Activity :: Number of lines below with the word "force": give it and nothing more.

[[ Records shown open ]]

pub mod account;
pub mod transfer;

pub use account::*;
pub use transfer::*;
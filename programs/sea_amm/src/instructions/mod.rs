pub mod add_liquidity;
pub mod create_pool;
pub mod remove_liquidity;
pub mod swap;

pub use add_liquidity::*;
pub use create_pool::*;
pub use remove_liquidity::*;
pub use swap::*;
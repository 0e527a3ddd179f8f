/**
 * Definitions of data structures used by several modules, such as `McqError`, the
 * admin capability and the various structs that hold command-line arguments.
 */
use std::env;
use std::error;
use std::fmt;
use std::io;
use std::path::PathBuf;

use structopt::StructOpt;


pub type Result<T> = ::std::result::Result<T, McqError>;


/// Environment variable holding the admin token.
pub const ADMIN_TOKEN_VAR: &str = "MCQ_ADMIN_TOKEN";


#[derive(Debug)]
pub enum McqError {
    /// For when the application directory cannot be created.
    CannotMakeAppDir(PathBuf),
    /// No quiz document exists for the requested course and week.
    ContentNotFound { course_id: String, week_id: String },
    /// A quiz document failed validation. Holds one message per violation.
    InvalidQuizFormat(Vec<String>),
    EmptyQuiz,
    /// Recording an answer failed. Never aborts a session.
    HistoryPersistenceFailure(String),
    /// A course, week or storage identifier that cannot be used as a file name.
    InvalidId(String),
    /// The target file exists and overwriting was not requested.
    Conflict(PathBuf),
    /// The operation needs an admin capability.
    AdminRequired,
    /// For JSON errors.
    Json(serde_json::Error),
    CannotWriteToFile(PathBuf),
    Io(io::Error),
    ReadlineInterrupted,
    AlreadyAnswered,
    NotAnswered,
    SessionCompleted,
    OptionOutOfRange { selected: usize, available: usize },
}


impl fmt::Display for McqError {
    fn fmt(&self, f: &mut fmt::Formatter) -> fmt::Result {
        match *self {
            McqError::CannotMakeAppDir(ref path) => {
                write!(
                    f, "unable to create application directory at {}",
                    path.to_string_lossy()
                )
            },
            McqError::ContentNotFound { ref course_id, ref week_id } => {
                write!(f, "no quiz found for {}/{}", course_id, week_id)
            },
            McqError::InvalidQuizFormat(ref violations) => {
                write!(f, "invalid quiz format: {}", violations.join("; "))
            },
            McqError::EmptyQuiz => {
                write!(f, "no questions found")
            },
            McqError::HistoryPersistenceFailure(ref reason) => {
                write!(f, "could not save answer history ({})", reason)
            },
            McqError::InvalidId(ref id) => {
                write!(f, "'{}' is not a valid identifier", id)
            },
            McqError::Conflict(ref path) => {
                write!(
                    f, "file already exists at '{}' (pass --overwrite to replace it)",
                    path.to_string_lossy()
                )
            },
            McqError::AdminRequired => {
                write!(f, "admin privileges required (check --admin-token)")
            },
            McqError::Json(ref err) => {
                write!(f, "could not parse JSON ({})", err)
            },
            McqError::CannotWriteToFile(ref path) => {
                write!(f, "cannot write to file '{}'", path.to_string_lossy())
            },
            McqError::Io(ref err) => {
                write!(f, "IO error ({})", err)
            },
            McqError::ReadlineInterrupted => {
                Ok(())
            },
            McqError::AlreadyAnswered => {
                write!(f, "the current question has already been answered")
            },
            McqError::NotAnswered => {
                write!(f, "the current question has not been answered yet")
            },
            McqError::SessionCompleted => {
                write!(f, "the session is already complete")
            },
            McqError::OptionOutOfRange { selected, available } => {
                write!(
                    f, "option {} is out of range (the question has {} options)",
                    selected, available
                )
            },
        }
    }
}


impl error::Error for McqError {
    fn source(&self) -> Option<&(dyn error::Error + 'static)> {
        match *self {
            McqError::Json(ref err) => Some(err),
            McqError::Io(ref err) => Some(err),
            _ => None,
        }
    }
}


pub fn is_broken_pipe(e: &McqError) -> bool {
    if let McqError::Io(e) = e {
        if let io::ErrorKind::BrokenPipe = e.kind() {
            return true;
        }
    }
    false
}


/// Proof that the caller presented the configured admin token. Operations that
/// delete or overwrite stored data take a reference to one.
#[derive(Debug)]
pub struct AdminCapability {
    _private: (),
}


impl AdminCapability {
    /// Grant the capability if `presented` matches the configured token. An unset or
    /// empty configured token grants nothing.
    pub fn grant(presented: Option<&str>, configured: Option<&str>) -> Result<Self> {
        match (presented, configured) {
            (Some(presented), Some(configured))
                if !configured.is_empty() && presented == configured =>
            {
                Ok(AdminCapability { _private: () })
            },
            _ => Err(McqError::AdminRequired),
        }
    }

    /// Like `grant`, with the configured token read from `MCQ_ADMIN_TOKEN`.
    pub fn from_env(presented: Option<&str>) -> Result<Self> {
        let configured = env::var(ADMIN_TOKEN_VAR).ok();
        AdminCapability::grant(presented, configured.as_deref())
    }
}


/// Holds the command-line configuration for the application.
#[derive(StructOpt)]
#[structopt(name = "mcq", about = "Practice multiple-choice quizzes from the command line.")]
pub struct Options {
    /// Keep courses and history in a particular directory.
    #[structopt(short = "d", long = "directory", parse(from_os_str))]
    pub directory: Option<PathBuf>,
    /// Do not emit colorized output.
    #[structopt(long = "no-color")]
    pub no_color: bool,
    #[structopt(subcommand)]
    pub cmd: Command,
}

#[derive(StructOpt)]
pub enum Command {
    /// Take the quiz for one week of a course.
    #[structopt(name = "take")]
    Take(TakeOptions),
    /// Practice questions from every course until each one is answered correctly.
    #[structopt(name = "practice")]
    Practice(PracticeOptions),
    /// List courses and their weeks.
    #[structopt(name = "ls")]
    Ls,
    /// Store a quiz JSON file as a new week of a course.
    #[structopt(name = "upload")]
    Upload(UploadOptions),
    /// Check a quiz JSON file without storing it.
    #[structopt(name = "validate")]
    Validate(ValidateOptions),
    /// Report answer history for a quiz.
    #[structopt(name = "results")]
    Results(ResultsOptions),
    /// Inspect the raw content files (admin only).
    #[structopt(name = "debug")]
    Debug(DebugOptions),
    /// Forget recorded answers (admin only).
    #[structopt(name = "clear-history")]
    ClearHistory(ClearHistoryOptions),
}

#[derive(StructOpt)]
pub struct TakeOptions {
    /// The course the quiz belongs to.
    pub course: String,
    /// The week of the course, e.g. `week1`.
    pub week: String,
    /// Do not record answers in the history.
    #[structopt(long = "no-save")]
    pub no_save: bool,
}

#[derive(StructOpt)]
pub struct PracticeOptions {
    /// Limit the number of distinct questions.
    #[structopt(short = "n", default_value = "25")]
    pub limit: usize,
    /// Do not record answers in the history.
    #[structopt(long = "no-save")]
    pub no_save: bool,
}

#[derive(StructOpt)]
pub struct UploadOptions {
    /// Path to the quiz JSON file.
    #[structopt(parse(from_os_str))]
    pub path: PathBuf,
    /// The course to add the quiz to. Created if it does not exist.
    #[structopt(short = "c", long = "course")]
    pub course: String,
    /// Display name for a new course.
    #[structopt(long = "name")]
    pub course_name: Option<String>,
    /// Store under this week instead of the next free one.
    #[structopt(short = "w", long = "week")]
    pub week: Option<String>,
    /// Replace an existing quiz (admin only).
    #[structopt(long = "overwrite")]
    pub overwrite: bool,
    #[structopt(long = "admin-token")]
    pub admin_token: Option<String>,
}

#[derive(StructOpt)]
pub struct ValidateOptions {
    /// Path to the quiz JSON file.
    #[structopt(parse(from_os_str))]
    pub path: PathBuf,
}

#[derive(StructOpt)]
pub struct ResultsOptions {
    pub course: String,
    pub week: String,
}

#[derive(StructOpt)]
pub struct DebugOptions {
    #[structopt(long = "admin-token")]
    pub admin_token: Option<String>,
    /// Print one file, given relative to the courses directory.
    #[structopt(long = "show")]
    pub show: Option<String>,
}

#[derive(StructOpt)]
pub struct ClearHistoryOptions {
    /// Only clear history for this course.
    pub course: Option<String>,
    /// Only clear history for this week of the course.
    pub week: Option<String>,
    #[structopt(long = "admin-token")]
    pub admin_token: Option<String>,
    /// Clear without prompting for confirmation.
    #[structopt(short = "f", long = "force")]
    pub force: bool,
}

[[ Records shown closed ]]

Answer for this exercise :: 2